* **Data excerpts**
== Segment start ==

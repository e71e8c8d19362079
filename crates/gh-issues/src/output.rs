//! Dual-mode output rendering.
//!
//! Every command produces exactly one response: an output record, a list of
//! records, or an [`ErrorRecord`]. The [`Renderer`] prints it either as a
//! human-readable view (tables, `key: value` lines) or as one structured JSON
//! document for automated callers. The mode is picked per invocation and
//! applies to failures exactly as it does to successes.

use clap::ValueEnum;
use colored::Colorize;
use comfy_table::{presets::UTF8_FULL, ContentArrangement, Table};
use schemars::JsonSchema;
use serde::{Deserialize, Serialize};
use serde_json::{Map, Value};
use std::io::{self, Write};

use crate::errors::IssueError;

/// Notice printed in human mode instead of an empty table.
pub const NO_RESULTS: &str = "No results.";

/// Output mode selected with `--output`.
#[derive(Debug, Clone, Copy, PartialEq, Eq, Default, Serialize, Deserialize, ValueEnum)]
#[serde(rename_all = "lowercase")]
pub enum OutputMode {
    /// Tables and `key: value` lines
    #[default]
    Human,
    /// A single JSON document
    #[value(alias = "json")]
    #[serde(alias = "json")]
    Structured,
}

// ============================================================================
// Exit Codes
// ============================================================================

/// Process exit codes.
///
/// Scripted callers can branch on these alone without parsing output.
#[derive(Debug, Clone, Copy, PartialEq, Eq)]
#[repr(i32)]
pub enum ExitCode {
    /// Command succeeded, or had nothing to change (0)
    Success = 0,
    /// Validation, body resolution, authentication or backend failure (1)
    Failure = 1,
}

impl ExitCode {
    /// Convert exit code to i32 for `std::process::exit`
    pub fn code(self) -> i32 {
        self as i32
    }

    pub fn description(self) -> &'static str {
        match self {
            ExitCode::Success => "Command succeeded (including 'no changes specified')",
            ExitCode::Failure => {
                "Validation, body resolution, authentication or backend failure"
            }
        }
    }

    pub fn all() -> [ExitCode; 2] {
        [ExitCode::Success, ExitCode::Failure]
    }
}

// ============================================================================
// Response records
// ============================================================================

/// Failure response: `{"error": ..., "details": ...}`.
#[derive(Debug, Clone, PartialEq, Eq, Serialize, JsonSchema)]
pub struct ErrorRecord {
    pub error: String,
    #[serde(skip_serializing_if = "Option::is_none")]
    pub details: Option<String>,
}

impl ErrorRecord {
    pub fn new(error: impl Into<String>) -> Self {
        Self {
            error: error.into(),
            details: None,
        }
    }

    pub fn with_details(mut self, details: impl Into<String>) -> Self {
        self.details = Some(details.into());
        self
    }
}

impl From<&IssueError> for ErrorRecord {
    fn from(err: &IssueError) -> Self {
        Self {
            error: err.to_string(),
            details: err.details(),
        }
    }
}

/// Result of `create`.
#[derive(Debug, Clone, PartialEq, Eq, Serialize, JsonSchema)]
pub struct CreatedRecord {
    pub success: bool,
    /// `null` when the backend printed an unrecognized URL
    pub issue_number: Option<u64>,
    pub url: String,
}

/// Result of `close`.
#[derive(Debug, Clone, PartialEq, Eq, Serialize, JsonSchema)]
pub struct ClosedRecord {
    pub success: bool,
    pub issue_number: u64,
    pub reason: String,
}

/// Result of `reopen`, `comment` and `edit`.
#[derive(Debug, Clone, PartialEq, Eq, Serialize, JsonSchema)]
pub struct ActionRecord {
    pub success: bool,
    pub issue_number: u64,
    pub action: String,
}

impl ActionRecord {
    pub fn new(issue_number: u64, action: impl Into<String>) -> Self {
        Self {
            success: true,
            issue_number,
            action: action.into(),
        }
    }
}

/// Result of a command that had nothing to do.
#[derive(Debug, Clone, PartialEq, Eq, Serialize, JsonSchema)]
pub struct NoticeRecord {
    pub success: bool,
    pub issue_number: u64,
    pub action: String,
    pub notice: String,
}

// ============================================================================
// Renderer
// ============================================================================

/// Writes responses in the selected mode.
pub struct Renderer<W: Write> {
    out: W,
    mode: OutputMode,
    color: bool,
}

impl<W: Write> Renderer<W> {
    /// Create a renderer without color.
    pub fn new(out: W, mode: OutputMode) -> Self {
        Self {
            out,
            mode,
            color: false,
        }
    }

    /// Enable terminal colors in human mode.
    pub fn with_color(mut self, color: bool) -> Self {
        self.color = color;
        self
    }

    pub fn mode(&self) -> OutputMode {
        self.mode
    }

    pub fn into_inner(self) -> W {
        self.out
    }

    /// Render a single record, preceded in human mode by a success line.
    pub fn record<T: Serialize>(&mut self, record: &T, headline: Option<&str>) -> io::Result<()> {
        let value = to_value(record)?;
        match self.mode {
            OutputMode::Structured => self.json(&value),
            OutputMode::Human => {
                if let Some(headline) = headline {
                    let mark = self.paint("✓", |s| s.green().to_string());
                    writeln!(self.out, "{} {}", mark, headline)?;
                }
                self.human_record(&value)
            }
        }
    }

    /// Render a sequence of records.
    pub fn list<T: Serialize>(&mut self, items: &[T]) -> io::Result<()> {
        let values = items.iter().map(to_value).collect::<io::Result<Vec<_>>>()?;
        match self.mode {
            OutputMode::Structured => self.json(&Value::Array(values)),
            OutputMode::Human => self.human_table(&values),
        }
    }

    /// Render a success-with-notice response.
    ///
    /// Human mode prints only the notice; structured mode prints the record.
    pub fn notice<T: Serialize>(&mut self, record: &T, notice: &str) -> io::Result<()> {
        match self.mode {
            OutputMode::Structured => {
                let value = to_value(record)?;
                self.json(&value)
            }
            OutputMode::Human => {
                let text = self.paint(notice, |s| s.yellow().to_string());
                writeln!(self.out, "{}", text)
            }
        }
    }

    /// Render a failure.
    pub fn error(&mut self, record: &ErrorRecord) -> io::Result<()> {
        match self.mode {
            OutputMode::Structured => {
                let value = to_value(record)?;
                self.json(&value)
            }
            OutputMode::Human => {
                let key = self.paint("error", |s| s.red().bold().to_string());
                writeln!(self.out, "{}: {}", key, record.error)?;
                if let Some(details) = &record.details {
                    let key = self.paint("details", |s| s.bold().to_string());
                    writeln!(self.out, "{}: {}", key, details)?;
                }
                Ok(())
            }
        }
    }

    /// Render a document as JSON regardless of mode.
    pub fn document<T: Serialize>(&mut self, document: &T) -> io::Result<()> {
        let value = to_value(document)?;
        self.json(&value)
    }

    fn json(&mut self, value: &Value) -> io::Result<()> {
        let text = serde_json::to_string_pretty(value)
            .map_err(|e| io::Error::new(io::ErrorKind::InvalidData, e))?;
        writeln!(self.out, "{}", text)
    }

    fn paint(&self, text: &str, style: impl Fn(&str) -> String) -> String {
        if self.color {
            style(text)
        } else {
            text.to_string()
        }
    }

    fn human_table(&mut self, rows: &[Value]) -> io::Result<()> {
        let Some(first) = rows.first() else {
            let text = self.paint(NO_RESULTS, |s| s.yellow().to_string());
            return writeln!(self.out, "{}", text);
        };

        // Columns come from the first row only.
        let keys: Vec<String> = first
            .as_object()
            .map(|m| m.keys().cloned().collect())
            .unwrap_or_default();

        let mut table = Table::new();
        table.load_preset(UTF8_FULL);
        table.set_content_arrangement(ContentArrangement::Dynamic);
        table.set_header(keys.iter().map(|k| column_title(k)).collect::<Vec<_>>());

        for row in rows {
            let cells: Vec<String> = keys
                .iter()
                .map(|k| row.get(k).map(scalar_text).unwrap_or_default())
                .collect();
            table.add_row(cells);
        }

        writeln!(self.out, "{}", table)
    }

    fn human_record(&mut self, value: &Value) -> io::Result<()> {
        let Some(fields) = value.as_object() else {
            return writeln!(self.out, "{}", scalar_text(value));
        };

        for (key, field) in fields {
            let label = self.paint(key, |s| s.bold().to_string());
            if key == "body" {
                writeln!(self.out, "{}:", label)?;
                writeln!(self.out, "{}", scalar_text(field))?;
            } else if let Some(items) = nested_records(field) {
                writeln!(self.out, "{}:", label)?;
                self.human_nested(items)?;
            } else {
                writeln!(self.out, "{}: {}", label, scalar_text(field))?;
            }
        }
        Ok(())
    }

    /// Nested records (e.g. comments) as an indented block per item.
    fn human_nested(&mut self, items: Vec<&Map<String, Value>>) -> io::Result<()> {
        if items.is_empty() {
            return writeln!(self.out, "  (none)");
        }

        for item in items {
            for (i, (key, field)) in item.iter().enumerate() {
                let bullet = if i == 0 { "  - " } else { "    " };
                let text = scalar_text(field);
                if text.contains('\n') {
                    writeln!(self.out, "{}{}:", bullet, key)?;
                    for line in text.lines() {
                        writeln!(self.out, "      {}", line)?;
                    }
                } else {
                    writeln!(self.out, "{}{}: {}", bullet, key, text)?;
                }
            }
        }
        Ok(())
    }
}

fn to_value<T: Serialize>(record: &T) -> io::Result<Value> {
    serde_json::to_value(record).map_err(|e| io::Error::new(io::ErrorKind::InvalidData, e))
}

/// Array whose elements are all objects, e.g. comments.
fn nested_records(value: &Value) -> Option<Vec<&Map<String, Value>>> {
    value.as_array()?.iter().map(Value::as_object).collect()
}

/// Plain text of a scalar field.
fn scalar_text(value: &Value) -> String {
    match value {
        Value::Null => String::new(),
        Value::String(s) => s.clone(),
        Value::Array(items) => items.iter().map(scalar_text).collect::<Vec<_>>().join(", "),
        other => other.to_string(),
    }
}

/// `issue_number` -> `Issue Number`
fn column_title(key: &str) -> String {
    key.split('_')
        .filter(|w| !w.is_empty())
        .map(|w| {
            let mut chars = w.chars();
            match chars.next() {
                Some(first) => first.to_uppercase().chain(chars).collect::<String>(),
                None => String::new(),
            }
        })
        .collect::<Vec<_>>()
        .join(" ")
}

== Segment end ==
== Segment start ==

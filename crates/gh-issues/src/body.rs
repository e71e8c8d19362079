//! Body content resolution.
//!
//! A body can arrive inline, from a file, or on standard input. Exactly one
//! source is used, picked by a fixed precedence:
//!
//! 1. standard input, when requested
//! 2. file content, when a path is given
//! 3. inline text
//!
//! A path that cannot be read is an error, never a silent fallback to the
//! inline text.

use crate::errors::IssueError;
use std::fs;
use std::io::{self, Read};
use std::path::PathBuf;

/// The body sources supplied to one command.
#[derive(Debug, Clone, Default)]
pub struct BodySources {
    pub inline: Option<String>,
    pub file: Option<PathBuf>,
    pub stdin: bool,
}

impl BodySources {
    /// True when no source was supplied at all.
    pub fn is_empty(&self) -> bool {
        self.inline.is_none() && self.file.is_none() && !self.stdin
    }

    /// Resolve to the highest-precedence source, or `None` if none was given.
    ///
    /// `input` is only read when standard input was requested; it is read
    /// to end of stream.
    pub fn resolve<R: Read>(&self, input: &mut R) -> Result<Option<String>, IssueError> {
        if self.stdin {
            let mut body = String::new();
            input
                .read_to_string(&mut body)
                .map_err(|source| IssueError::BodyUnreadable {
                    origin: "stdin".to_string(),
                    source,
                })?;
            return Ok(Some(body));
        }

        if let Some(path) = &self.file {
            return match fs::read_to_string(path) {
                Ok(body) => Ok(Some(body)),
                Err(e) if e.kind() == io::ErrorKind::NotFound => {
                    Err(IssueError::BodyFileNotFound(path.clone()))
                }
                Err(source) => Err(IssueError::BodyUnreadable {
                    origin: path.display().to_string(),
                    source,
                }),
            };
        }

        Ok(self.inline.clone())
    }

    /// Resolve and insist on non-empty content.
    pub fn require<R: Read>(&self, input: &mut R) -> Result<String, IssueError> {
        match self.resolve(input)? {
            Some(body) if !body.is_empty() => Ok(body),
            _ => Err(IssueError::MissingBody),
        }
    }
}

== Segment end ==
== Segment start ==

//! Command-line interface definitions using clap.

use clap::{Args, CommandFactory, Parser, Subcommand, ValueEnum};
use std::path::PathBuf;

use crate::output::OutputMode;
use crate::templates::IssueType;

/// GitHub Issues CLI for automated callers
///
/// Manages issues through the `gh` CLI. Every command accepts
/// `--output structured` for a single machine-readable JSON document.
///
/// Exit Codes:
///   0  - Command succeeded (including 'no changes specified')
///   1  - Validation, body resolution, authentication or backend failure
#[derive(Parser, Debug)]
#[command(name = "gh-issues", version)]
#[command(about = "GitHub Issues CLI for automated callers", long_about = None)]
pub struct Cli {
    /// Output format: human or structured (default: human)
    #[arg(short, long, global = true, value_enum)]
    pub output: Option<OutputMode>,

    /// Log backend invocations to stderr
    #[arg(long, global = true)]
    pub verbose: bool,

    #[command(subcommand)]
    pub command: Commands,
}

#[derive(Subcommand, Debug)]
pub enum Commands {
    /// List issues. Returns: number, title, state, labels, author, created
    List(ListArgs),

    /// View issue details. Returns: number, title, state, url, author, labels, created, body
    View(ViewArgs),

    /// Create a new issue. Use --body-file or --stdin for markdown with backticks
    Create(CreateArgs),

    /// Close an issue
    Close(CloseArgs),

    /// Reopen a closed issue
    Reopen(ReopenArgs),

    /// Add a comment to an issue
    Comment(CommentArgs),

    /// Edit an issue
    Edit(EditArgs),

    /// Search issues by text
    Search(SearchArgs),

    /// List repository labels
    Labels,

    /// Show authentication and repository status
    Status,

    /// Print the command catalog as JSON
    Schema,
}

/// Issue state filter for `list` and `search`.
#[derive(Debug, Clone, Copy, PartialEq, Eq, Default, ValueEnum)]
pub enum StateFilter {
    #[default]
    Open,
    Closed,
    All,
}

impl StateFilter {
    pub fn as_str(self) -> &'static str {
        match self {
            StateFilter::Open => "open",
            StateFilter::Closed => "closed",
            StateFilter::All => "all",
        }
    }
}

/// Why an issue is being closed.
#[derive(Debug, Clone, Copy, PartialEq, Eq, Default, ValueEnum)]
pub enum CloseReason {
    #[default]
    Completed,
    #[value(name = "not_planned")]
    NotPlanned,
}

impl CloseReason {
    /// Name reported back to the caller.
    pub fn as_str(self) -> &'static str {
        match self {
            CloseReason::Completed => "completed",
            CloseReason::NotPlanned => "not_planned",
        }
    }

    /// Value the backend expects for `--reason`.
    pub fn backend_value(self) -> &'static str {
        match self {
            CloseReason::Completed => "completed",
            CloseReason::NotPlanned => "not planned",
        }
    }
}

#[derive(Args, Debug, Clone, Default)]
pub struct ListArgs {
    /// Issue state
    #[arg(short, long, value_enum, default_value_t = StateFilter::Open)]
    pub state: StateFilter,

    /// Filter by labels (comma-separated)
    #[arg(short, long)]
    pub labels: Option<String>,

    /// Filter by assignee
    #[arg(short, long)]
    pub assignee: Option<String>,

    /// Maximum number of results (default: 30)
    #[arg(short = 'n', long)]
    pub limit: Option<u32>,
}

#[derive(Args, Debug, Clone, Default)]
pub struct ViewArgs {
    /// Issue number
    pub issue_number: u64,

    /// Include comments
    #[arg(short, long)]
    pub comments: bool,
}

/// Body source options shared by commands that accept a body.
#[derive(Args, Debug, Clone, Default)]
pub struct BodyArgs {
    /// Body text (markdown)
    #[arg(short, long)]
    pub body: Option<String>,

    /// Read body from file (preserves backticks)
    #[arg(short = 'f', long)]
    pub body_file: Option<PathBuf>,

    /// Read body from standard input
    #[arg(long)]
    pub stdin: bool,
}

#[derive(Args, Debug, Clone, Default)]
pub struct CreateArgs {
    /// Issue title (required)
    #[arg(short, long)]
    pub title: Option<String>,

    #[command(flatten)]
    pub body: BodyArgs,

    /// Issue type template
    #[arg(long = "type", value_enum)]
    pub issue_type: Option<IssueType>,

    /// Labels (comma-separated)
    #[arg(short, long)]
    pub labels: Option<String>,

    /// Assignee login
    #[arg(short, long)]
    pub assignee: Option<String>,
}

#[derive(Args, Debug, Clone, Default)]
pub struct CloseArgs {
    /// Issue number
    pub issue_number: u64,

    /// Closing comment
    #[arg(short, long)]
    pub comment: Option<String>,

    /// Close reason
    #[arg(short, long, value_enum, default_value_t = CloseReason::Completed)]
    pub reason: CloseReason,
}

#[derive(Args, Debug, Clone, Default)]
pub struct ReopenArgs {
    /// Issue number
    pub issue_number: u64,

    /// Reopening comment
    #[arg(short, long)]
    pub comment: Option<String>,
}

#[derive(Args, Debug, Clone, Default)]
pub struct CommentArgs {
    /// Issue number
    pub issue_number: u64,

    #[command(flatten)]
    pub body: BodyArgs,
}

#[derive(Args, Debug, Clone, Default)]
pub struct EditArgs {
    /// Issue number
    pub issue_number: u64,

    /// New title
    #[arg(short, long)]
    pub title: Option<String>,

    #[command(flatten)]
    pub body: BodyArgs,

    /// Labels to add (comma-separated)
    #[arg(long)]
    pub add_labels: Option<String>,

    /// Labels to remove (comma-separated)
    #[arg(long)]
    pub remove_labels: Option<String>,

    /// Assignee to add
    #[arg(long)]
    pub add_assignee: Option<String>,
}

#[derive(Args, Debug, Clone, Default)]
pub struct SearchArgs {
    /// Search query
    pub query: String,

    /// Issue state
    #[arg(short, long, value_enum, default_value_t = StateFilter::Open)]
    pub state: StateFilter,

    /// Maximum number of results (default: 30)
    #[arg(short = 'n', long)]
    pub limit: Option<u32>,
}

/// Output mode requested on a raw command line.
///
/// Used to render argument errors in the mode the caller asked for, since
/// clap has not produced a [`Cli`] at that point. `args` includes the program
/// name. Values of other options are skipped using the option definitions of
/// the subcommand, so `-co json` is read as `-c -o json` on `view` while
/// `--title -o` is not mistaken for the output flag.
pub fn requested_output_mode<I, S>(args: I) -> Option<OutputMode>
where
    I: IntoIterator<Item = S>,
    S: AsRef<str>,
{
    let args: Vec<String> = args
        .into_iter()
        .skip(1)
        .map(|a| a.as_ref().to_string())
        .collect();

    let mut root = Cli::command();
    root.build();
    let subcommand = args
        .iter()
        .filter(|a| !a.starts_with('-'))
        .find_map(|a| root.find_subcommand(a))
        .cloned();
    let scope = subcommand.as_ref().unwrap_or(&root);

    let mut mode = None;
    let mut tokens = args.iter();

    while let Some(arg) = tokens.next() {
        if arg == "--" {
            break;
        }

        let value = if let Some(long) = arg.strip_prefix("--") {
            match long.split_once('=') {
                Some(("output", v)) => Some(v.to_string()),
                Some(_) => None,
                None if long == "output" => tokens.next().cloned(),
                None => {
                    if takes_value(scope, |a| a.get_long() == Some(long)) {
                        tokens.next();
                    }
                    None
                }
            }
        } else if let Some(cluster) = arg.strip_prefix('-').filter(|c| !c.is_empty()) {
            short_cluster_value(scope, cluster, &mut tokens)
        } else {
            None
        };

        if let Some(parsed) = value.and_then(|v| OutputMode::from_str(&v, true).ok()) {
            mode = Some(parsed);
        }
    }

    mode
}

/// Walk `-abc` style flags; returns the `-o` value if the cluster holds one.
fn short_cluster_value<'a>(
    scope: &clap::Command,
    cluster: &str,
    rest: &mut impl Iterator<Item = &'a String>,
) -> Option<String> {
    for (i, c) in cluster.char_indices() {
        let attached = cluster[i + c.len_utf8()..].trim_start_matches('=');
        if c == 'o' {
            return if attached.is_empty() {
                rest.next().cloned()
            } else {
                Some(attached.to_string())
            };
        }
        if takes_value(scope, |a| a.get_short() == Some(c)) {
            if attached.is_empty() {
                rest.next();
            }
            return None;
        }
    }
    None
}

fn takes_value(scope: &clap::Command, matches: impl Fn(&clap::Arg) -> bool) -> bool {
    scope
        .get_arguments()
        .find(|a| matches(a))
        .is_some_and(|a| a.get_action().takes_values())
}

== Segment end ==

* **Work instructions**
Report each line of the material above where the word "clap" appears.

* **Solution to this task**
use clap::ValueEnum;
//! Command-line interface definitions using clap.
use clap::{Args, CommandFactory, Parser, Subcommand, ValueEnum};
/// clap has not produced a [`Cli`] at that point. `args` includes the program
    scope: &clap::Command,
fn takes_value(scope: &clap::Command, matches: impl Fn(&clap::Arg) -> bool) -> bool {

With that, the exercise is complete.